En festival, et dans l’ensemble de leur parcours de vie, les femmes et minorités de genre ne sont pas passives face aux violences sexistes et sexuelles. Elles mettent en œuvre des stratégies d’adaptation, d’évitement, de résistance. Cette nécessité d’adaptation les pénalise socialement.

 

Les résultats de l’enquête nous permettent de préciser certaines de ces stratégies d’adaptation :

 

• Restreindre les déplacements, la fréquence et les choix de sorties.

• Lors d’un événement, être en mouvement perpétuel pour éviter d’être accosté·e.

Ne pas sortir seul·e, s’entourer d’un groupe d’ami·es dont chaque membre surveille les interactions sociales non-désirées.

Privilégier des espaces communautaires, jugés plus sécurisants.

Eviter les groupes perçus comme menaçants, qui occupent l’espace physique et sonore.

Rester en périphérie des foules pour pouvoir en sortir plus facilement.

Privilégier des horaires de sortie plus précoces.

Limiter ses consommations afin de pouvoir rester en vigilance.

Se restreindre dans la « présentation de soi » : choisir des tenues plus confortables et moins voyantes ; afficher un visage fermé, voire « avoir l’air méchant·e » pour essayer de renverser le rapport de force.

« Je crois que c’était la première fois que je prenais le tram. Je suis tombée sur un frotteur. C’était un mec en costard cravate, avec sa petite mallette. » Une festivalière

“Quand je suis sortie du magasin, il est sorti. J’ai pris ma voiture, il a commencé à me suivre. Je suis allée dans un autre magasin. Et il est arrivé dans le même magasin que moi. J’ai dit au vigile que j’avais l’impression qu’un monsieur me suivait. Il m’a dit qu’il allait faire attention. Je suis ressortie du magasin. Je suis partie. J’ai vu la même voiture arriver. Je me suis cachée dans la voiture et je l’ai vu repartir. » Une festivalière

Des entretiens sociologiques ont été réalisés avec 15 personnes qui avaient vécu des violences sexistes et/ou sexuelles en festivals.

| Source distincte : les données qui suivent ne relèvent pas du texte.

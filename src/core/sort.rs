//! Sort provider for directory listings.
//!
//! [SortOptions::compare] is the pluggable comparison used by the listing
//! worker. Directories stay on top when `dirs_first` is set; `reversed` flips
//! the order inside each group, never the grouping itself.

use crate::core::FileEntry;

use serde::Deserialize;
use std::cmp::Ordering;

#[derive(Debug, Clone, Copy, PartialEq, Eq, Default, Deserialize)]
#[serde(rename_all = "lowercase")]
pub enum SortKind {
    #[default]
    Name,
    Size,
    Date,
    Type,
    Natural,
}

impl SortKind {
    pub const ALL: [SortKind; 5] = [
        SortKind::Name,
        SortKind::Size,
        SortKind::Date,
        SortKind::Type,
        SortKind::Natural,
    ];

    pub fn label(self) -> &'static str {
        match self {
            SortKind::Name => "Name",
            SortKind::Size => "Size",
            SortKind::Date => "Date",
            SortKind::Type => "Type",
            SortKind::Natural => "Natural",
        }
    }

    /// The kind after this one, wrapping around.
    pub fn next(self) -> SortKind {
        let idx = Self::ALL.iter().position(|k| *k == self).unwrap_or(0);
        Self::ALL[(idx + 1) % Self::ALL.len()]
    }
}

#[derive(Debug, Clone, Copy, PartialEq, Eq)]
pub struct SortOptions {
    pub kind: SortKind,
    pub reversed: bool,
    pub case_sensitive: bool,
    pub dirs_first: bool,
}

impl Default for SortOptions {
    fn default() -> Self {
        Self {
            kind: SortKind::Name,
            reversed: false,
            case_sensitive: false,
            dirs_first: true,
        }
    }
}

impl SortOptions {
    pub fn compare(&self, a: &FileEntry, b: &FileEntry) -> Ordering {
        if self.dirs_first && a.is_dir() != b.is_dir() {
            return if a.is_dir() {
                Ordering::Less
            } else {
                Ordering::Greater
            };
        }

        let ord = match self.kind {
            SortKind::Name => self.name_cmp(a, b),
            SortKind::Natural => self.natural_name_cmp(a, b),
            SortKind::Size => a.size().cmp(&b.size()).then_with(|| self.name_cmp(a, b)),
            // Newest first
            SortKind::Date => b
                .modified()
                .cmp(&a.modified())
                .then_with(|| self.name_cmp(a, b)),
            SortKind::Type => a
                .extension()
                .cmp(&b.extension())
                .then_with(|| self.name_cmp(a, b)),
        };

        if self.reversed { ord.reverse() } else { ord }
    }

    pub fn sort(&self, entries: &mut [FileEntry]) {
        entries.sort_by(|a, b| self.compare(a, b));
    }

    fn name_cmp(&self, a: &FileEntry, b: &FileEntry) -> Ordering {
        if self.case_sensitive {
            a.name().cmp(b.name())
        } else {
            a.name_str()
                .to_lowercase()
                .cmp(&b.name_str().to_lowercase())
        }
    }

    fn natural_name_cmp(&self, a: &FileEntry, b: &FileEntry) -> Ordering {
        if self.case_sensitive {
            natural_cmp(&a.name_str(), &b.name_str())
        } else {
            natural_cmp(&a.name_str().to_lowercase(), &b.name_str().to_lowercase())
        }
    }
}

/// Compares strings treating runs of ASCII digits as numbers, so "file2"
/// sorts before "file10".
pub fn natural_cmp(a: &str, b: &str) -> Ordering {
    let (mut a, mut b) = (a, b);
    loop {
        match (a.chars().next(), b.chars().next()) {
            (None, None) => return Ordering::Equal,
            (None, Some(_)) => return Ordering::Less,
            (Some(_), None) => return Ordering::Greater,
            (Some(ca), Some(cb)) if ca.is_ascii_digit() && cb.is_ascii_digit() => {
                let (na, rest_a) = split_digits(a);
                let (nb, rest_b) = split_digits(b);
                let ord = compare_numeric(na, nb);
                if ord != Ordering::Equal {
                    return ord;
                }
                a = rest_a;
                b = rest_b;
            }
            (Some(ca), Some(cb)) => {
                if ca != cb {
                    return ca.cmp(&cb);
                }
                a = &a[ca.len_utf8()..];
                b = &b[cb.len_utf8()..];
            }
        }
    }
}

fn split_digits(s: &str) -> (&str, &str) {
    let end = s
        .find(|c: char| !c.is_ascii_digit())
        .unwrap_or(s.len());
    s.split_at(end)
}

/// Numeric comparison of digit runs of any length; leading zeros break ties.
fn compare_numeric(a: &str, b: &str) -> Ordering {
    let ta = a.trim_start_matches('0');
    let tb = b.trim_start_matches('0');
    ta.len()
        .cmp(&tb.len())
        .then_with(|| ta.cmp(tb))
        .then_with(|| a.len().cmp(&b.len()))
}

#[cfg(test)]
mod tests {
    use super::*;
    use std::ffi::OsString;
    use std::time::{Duration, SystemTime};

    fn file(name: &str, size: u64, age_secs: u64) -> FileEntry {
        let modified = SystemTime::UNIX_EPOCH + Duration::from_secs(1_000_000 - age_secs);
        FileEntry::new(OsString::from(name), 0, size, Some(modified))
    }

    fn dir(name: &str) -> FileEntry {
        FileEntry::new(OsString::from(name), FileEntry::IS_DIR, 0, None)
    }

    fn names(entries: &[FileEntry]) -> Vec<String> {
        entries.iter().map(|e| e.name_str().into_owned()).collect()
    }

    #[test]
    fn name_sort_dirs_first_and_reversed() {
        let mut entries = vec![file("b.txt", 1, 0), dir("zdir"), file("A.txt", 1, 0), dir("adir")];
        let mut opts = SortOptions::default();
        opts.sort(&mut entries);
        assert_eq!(names(&entries), ["adir", "zdir", "A.txt", "b.txt"]);

        opts.reversed = true;
        opts.sort(&mut entries);
        assert_eq!(names(&entries), ["zdir", "adir", "b.txt", "A.txt"]);

        opts.reversed = false;
        opts.case_sensitive = true;
        opts.dirs_first = false;
        opts.sort(&mut entries);
        assert_eq!(names(&entries), ["A.txt", "adir", "b.txt", "zdir"]);
    }

    #[test]
    fn size_date_and_type() {
        let mut entries = vec![file("big.rs", 300, 10), file("small.md", 1, 5), file("mid.rs", 20, 50)];
        let mut opts = SortOptions {
            kind: SortKind::Size,
            ..SortOptions::default()
        };
        opts.sort(&mut entries);
        assert_eq!(names(&entries), ["small.md", "mid.rs", "big.rs"]);

        opts.kind = SortKind::Date;
        opts.sort(&mut entries);
        assert_eq!(names(&entries), ["small.md", "big.rs", "mid.rs"]);

        opts.kind = SortKind::Type;
        opts.sort(&mut entries);
        assert_eq!(names(&entries), ["small.md", "big.rs", "mid.rs"]);
    }

    #[test]
    fn natural_order() {
        let mut entries = vec![file("file10", 0, 0), file("file2", 0, 0), file("file1", 0, 0)];
        let opts = SortOptions {
            kind: SortKind::Natural,
            ..SortOptions::default()
        };
        opts.sort(&mut entries);
        assert_eq!(names(&entries), ["file1", "file2", "file10"]);

        assert_eq!(natural_cmp("a01", "a1"), Ordering::Greater);
        assert_eq!(natural_cmp("x9y", "x10y"), Ordering::Less);
        assert_eq!(natural_cmp("img", "img2"), Ordering::Less);
        assert_eq!(natural_cmp("same", "same"), Ordering::Equal);
    }

    #[test]
    fn kind_cycles() {
        assert_eq!(SortKind::Name.next(), SortKind::Size);
        assert_eq!(SortKind::Natural.next(), SortKind::Name);
    }
}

13 d’entre elles avaient vécu d’autres agressions sexuelles* dans leur vie et toutes avaient déjà vécu des violences sexistes (sifflements dans la rue, filature en voiture, attouchements non-consentis dans le métro, photos prises à leur insu, etc.).

 

Ces résultats montrent que les VSS sont présentes tout au long du parcours de vie des personnes.

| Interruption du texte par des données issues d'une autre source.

//! SGR escape emission for theme colors.
//!
//! The renderer produces plain strings with embedded escape sequences; the
//! frame drawing code turns them back into ratatui text with `ansi-to-tui`.
//! Theme colors are ratatui colors and are written out through
//! `crossterm::style`.

use crossterm::style::{
    Attribute, Color as TermColor, ResetColor, SetAttribute, SetBackgroundColor,
    SetForegroundColor,
};
use ratatui::style::Color;

/// Foreground/background pair applied to a run of text.
#[derive(Debug, Clone, Copy, Default, PartialEq, Eq)]
pub struct Paint {
    pub fg: Option<Color>,
    pub bg: Option<Color>,
    pub bold: bool,
}

impl Paint {
    pub const NONE: Paint = Paint {
        fg: None,
        bg: None,
        bold: false,
    };

    pub fn new(fg: Option<Color>, bg: Option<Color>) -> Self {
        Self {
            fg,
            bg,
            bold: false,
        }
    }

    pub fn fg(color: Color) -> Self {
        Self::new(Some(color), None)
    }

    pub fn bold(mut self) -> Self {
        self.bold = true;
        self
    }

    #[inline]
    pub fn is_plain(&self) -> bool {
        self.fg.is_none() && self.bg.is_none() && !self.bold
    }

    /// Escape sequence that switches this paint on.
    pub fn open(&self) -> String {
        let mut open = String::new();
        if self.bold {
            open.push_str(&format!("{}", SetAttribute(Attribute::Bold)));
        }
        if let Some(fg) = self.fg {
            open.push_str(&format!("{}", SetForegroundColor(term_color(fg))));
        }
        if let Some(bg) = self.bg {
            open.push_str(&format!("{}", SetBackgroundColor(term_color(bg))));
        }
        open
    }

    /// Wraps `text` in this paint. Resets inside `text` are followed by the
    /// paint again so a styled fragment does not clear the background of the
    /// rest of the line.
    pub fn apply(&self, text: &str) -> String {
        if self.is_plain() || text.is_empty() {
            return text.to_owned();
        }
        let open = self.open();
        let reset = reset();
        let reopened = format!("{reset}{open}");
        let body = text
            .replace(reset.as_str(), &reopened)
            .replace("\x1b[m", &reopened);
        format!("{open}{body}{reset}")
    }
}

/// The sequence that clears every color and attribute.
pub fn reset() -> String {
    format!("{}", ResetColor)
}

fn term_color(color: Color) -> TermColor {
    match color {
        Color::Reset => TermColor::Reset,
        Color::Black => TermColor::Black,
        Color::Red => TermColor::DarkRed,
        Color::Green => TermColor::DarkGreen,
        Color::Yellow => TermColor::DarkYellow,
        Color::Blue => TermColor::DarkBlue,
        Color::Magenta => TermColor::DarkMagenta,
        Color::Cyan => TermColor::DarkCyan,
        Color::Gray => TermColor::Grey,
        Color::DarkGray => TermColor::DarkGrey,
        Color::LightRed => TermColor::Red,
        Color::LightGreen => TermColor::Green,
        Color::LightYellow => TermColor::Yellow,
        Color::LightBlue => TermColor::Blue,
        Color::LightMagenta => TermColor::Magenta,
        Color::LightCyan => TermColor::Cyan,
        Color::White => TermColor::White,
        Color::Rgb(r, g, b) => TermColor::Rgb { r, g, b },
        Color::Indexed(i) => TermColor::AnsiValue(i),
    }
}

#[cfg(test)]
mod tests {
    use super::*;
    use crate::ui::rendering::{display_width, strip_ansi};

    #[test]
    fn plain_paint_is_passthrough() {
        assert_eq!(Paint::NONE.apply("abc"), "abc");
        assert_eq!(Paint::fg(Color::Red).apply(""), "");
    }

    #[test]
    fn open_uses_crossterm_sequences() {
        let p = Paint::new(Some(Color::Rgb(1, 2, 3)), Some(Color::Indexed(236))).bold();
        let expected = format!(
            "{}{}{}",
            SetAttribute(Attribute::Bold),
            SetForegroundColor(TermColor::Rgb { r: 1, g: 2, b: 3 }),
            SetBackgroundColor(TermColor::AnsiValue(236)),
        );
        assert_eq!(p.open(), expected);
        assert_eq!(p.apply("x"), format!("{expected}x{}", reset()));
    }

    #[test]
    fn named_colors_keep_their_shade() {
        assert_eq!(term_color(Color::Red), TermColor::DarkRed);
        assert_eq!(term_color(Color::LightRed), TermColor::Red);
        assert_eq!(term_color(Color::DarkGray), TermColor::DarkGrey);
    }

    #[test]
    fn inner_reset_reopens_paint() {
        let p = Paint::new(None, Some(Color::Blue));
        let open = p.open();
        let reset = reset();
        let out = p.apply(&format!("a\x1b[31mb{reset}c"));
        assert_eq!(out, format!("{open}a\x1b[31mb{reset}{open}c{reset}"));
        assert_eq!(strip_ansi(&out), "abc");
        assert_eq!(display_width(&out), 3);
    }
}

Cela s’appelle le « continuum des violences » : un concept sociologique qui analyse l’omniprésence des violences dans la vie des femmes et minorités de genre, dans tous les espaces et à toutes les périodes.

 

Certaines agressions sont particulièrement violentes, d’autres sont difficiles à reconnaître comme telles. Pourtant, toutes fonctionnent comme un rappel à l’ordre selon lequel l’espace public ne leur appartient pas.

 

Les violences sexuelles en milieu festif ne sont donc pas des actes isolés pour les personnes qui les subissent. C’est la répétition et l’accumulation de ces actes tout au long de leur vie qui rendent l’espace festif hostile.

Un espace d’autant plus hostile pour les personnes qui subissent aussi un continuum de violences racistes, validistes ou encore grossophobes.

 

Cela montre l’importance de prendre en compte les violences hors des milieux festifs pour comprendre ce qui se joue dans un contexte de fête.

 

*Art. 222-2 du Code pénal : constitue une agression sexuelle toute atteinte sexuelle commise avec violence, contrainte, menace ou surprise. Les décisions des juges ont précisé que 5 zones du corps permettent de caractériser la dimension sexuelle de l’agression : les seins, les fesses, l’intérieur des cuisses, la bouche, le sexe.